//! Transport primitives for token endpoint calls.
//!
//! [`TokenHttpClient`] is the crate's only dependency on an HTTP stack. Hosts inject an
//! implementation through [`Context`](crate::context::Context), so test doubles, proxies,
//! mutual TLS, or retrying transports plug in without this crate knowing about them.

// std
#[cfg(feature = "reqwest")] use std::ops::Deref;
// crates.io
use oauth2::{AsyncHttpClient, HttpClientError};
#[cfg(feature = "reqwest")] use oauth2::{HttpRequest, HttpResponse};
// self
use crate::_prelude::*;

/// Abstraction over HTTP transports capable of executing token endpoint requests.
///
/// Implementations must be `Send + Sync + 'static` so a single client can back any number of
/// concurrent operations. The handles they return must own whatever state the request needs
/// so the request future stays `Send` for the lifetime of the in-flight call.
pub trait TokenHttpClient
where
	Self: 'static + Send + Sync,
{
	/// Concrete error emitted by the underlying transport.
	type TransportError: 'static + Send + Sync + StdError;

	/// [`AsyncHttpClient`] handle used for a single request.
	type Handle: for<'c> AsyncHttpClient<
			'c,
			Error = HttpClientError<Self::TransportError>,
			Future: 'c + Send,
		>
		+ 'static
		+ Send
		+ Sync;

	/// Returns a handle for one outbound request.
	fn handle(&self) -> Self::Handle;
}

/// Thin wrapper around [`ReqwestClient`] so shared HTTP behavior lives in one place.
///
/// Token endpoints return results directly, so any custom [`ReqwestClient`] passed in should
/// have redirect following disabled.
#[cfg(feature = "reqwest")]
#[derive(Clone, Debug, Default)]
pub struct ReqwestHttpClient(pub ReqwestClient);
#[cfg(feature = "reqwest")]
impl ReqwestHttpClient {
	/// Wraps an existing reqwest [`ReqwestClient`].
	pub fn with_client(client: ReqwestClient) -> Self {
		Self(client)
	}
}
#[cfg(feature = "reqwest")]
impl AsRef<ReqwestClient> for ReqwestHttpClient {
	fn as_ref(&self) -> &ReqwestClient {
		&self.0
	}
}
#[cfg(feature = "reqwest")]
impl Deref for ReqwestHttpClient {
	type Target = ReqwestClient;

	fn deref(&self) -> &Self::Target {
		&self.0
	}
}
#[cfg(feature = "reqwest")]
impl TokenHttpClient for ReqwestHttpClient {
	type Handle = ReqwestHandle;
	type TransportError = ReqwestError;

	fn handle(&self) -> Self::Handle {
		ReqwestHandle(self.0.clone())
	}
}

/// Per-request handle returned by [`ReqwestHttpClient`].
#[cfg(feature = "reqwest")]
#[derive(Clone, Debug)]
pub struct ReqwestHandle(ReqwestClient);
#[cfg(feature = "reqwest")]
impl<'c> AsyncHttpClient<'c> for ReqwestHandle {
	type Error = HttpClientError<ReqwestError>;
	type Future = Pin<Box<dyn Future<Output = Result<HttpResponse, Self::Error>> + 'c + Send>>;

	fn call(&'c self, request: HttpRequest) -> Self::Future {
		Box::pin(async move {
			let response =
				self.0.execute(request.try_into().map_err(Box::new)?).await.map_err(Box::new)?;
			let status = response.status();
			let headers = response.headers().to_owned();
			let mut response_new =
				HttpResponse::new(response.bytes().await.map_err(Box::new)?.to_vec());

			*response_new.status_mut() = status;
			*response_new.headers_mut() = headers;

			Ok(response_new)
		})
	}
}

┄┄┄┄┄┄┄┄┄┄┄┄┄┄┄┄┄┄┄┄

Every line above that holds the string "struct" should be copied into the answer.

pub struct ReqwestHttpClient(pub ReqwestClient);
pub struct ReqwestHandle(ReqwestClient);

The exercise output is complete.